> **Task statement**
Note each line of the entries that includes "ListProofsResponse". Then copy those lines.

Dataset entries:
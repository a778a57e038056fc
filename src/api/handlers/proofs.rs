//! Authenticated proof lifecycle handlers.

use axum::extract::{Extension, Path, Query, State};
use axum::http::StatusCode;
use axum::Json;
use base64::engine::general_purpose::STANDARD;
use base64::Engine;
use tracing::{debug, info, instrument};

use crate::api::error::{mask_existence, ApiError, ErrorCode};
use crate::api::types::{
    CreateProofBatchRequest, CreateProofBatchResponse, CreateProofRequest, DownloadResponse,
    HistoryQuery, HistoryResponse, ListProofsQuery, ListProofsResponse, ProofResponse,
};
use crate::auth::AuthContextExt;
use crate::metrics::metric_names;
use crate::registry::{CreateProof, ProofContent};
use crate::server::AppState;

/// Hard cap on batch creation size.
pub const MAX_BATCH_SIZE: usize = 100;

const DEFAULT_PAGE_SIZE: i64 = 20;
const MAX_PAGE_SIZE: i64 = 100;

fn build_create(
    owner_id: uuid::Uuid,
    request: CreateProofRequest,
) -> Result<CreateProof, ApiError> {
    let content = match (&request.content_base64, &request.fingerprint) {
        (Some(encoded), _) => {
            let bytes = STANDARD.decode(encoded).map_err(|_| {
                ApiError::new(
                    ErrorCode::InvalidRequestBody,
                    "content_base64 is not valid base64",
                )
            })?;
            ProofContent::Bytes(bytes)
        }
        (None, Some(fingerprint)) => ProofContent::Precomputed {
            fingerprint: fingerprint.clone(),
        },
        (None, None) => {
            return Err(ApiError::new(
                ErrorCode::InvalidRequestBody,
                "either content_base64 or fingerprint is required",
            ))
        }
    };

    Ok(CreateProof {
        owner_id,
        proof_type: request.proof_type,
        content,
        hash_algorithm: request.hash_algorithm,
        verification_method: request.verification_method,
        file_name: request.file_name,
        content_type: request.content_type,
        content_url: request.content_url,
        signature: request.signature,
        signature_algorithm: request.signature_algorithm,
        public_key: request.public_key,
        is_public: request.is_public,
        is_downloadable: request.is_downloadable,
        expires_at: request.expires_at,
        metadata: request.metadata,
    })
}

/// POST /api/v1/proofs - Create a proof.
#[instrument(skip(state, auth, request), fields(owner_id = %auth.owner_id))]
pub async fn create_proof(
    State(state): State<AppState>,
    Extension(AuthContextExt(auth)): Extension<AuthContextExt>,
    Json(request): Json<CreateProofRequest>,
) -> Result<(StatusCode, Json<ProofResponse>), ApiError> {
    let create = build_create(auth.owner_id, request)?;
    let proof = state.registry.create(create).await?;

    state.metrics.inc_counter(metric_names::PROOFS_CREATED).await;
    info!(proof_link = %proof.proof_link, "proof created");

    Ok((
        StatusCode::CREATED,
        Json(ProofResponse::from_proof(&proof, &state.public_base_url)),
    ))
}

/// POST /api/v1/proofs/batch - Create several proofs in one request.
#[instrument(skip(state, auth, request), fields(owner_id = %auth.owner_id, count = request.proofs.len()))]
pub async fn create_proof_batch(
    State(state): State<AppState>,
    Extension(AuthContextExt(auth)): Extension<AuthContextExt>,
    Json(request): Json<CreateProofBatchRequest>,
) -> Result<(StatusCode, Json<CreateProofBatchResponse>), ApiError> {
    if request.proofs.is_empty() {
        return Err(ApiError::new(
            ErrorCode::InvalidRequestBody,
            "batch must contain at least one proof",
        ));
    }
    if request.proofs.len() > MAX_BATCH_SIZE {
        return Err(ApiError::new(
            ErrorCode::BatchTooLarge,
            format!("batch size exceeds limit of {MAX_BATCH_SIZE}"),
        ));
    }

    let creates = request
        .proofs
        .into_iter()
        .map(|r| build_create(auth.owner_id, r))
        .collect::<Result<Vec<_>, _>>()?;

    let proofs = state.registry.create_batch(creates).await?;
    state
        .metrics
        .add_counter(metric_names::PROOFS_CREATED, proofs.len() as u64)
        .await;

    let responses: Vec<ProofResponse> = proofs
        .iter()
        .map(|p| ProofResponse::from_proof(p, &state.public_base_url))
        .collect();

    Ok((
        StatusCode::CREATED,
        Json(CreateProofBatchResponse {
            created: responses.len(),
            proofs: responses,
        }),
    ))
}

/// GET /api/v1/proofs - List the caller's proofs, paginated.
#[instrument(skip(state, auth), fields(owner_id = %auth.owner_id))]
pub async fn list_proofs(
    State(state): State<AppState>,
    Extension(AuthContextExt(auth)): Extension<AuthContextExt>,
    Query(query): Query<ListProofsQuery>,
) -> Result<Json<ListProofsResponse>, ApiError> {
    let page = query.page.unwrap_or(1).max(1);
    let page_size = query
        .page_size
        .unwrap_or(DEFAULT_PAGE_SIZE)
        .clamp(1, MAX_PAGE_SIZE);
    let offset = (page - 1) * page_size;

    let (proofs, total) = state
        .registry
        .list_owned(auth.owner_id, page_size, offset)
        .await?;

    Ok(Json(ListProofsResponse {
        proofs: proofs
            .iter()
            .map(|p| ProofResponse::from_proof(p, &state.public_base_url))
            .collect(),
        total,
        page,
        page_size,
    }))
}

/// GET /api/v1/proofs/:proof_link - Get one proof the caller may see.
///
/// A proof the caller is not allowed to see answers exactly like an
/// unknown link, so authenticated callers cannot probe for the
/// existence of other owners' private proofs.
#[instrument(skip(state, auth))]
pub async fn get_proof(
    State(state): State<AppState>,
    Extension(AuthContextExt(auth)): Extension<AuthContextExt>,
    Path(proof_link): Path<String>,
) -> Result<Json<ProofResponse>, ApiError> {
    debug!("fetching proof");
    let proof = state
        .registry
        .get_visible(&proof_link, &auth.requester())
        .await
        .map_err(|e| mask_existence(&proof_link, e))?;
    Ok(Json(ProofResponse::from_proof(
        &proof,
        &state.public_base_url,
    )))
}

/// GET /api/v1/proofs/:proof_link/history - Verification audit trail.
#[instrument(skip(state, auth, query))]
pub async fn get_proof_history(
    State(state): State<AppState>,
    Extension(AuthContextExt(auth)): Extension<AuthContextExt>,
    Path(proof_link): Path<String>,
    Query(query): Query<HistoryQuery>,
) -> Result<Json<HistoryResponse>, ApiError> {
    let page = query.page.unwrap_or(1).max(1);
    let page_size = query
        .page_size
        .unwrap_or(DEFAULT_PAGE_SIZE)
        .clamp(1, MAX_PAGE_SIZE);
    let offset = (page - 1) * page_size;

    let verifications = state
        .registry
        .history(&auth.requester(), &proof_link, page_size, offset)
        .await?;

    Ok(Json(HistoryResponse {
        proof_link,
        verifications: verifications.into_iter().map(Into::into).collect(),
    }))
}

/// GET /api/v1/proofs/:proof_link/download - Policy-checked download URL.
#[instrument(skip(state, auth))]
pub async fn download_proof(
    State(state): State<AppState>,
    Extension(AuthContextExt(auth)): Extension<AuthContextExt>,
    Path(proof_link): Path<String>,
) -> Result<Json<DownloadResponse>, ApiError> {
    let download_url = state
        .registry
        .download_url(&auth.requester(), &proof_link)
        .await?;
    Ok(Json(DownloadResponse {
        proof_link,
        download_url,
    }))
}

/// DELETE /api/v1/proofs/:proof_link - Delete a proof and its history.
#[instrument(skip(state, auth))]
pub async fn delete_proof(
    State(state): State<AppState>,
    Extension(AuthContextExt(auth)): Extension<AuthContextExt>,
    Path(proof_link): Path<String>,
) -> Result<StatusCode, ApiError> {
    state.registry.delete(&auth.requester(), &proof_link).await?;
    state.metrics.inc_counter(metric_names::PROOFS_DELETED).await;
    Ok(StatusCode::NO_CONTENT)
}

> **Answer to this task**
    HistoryQuery, HistoryResponse, ListProofsQuery, ListProofsResponse, ProofResponse,
) -> Result<Json<ListProofsResponse>, ApiError> {
    Ok(Json(ListProofsResponse {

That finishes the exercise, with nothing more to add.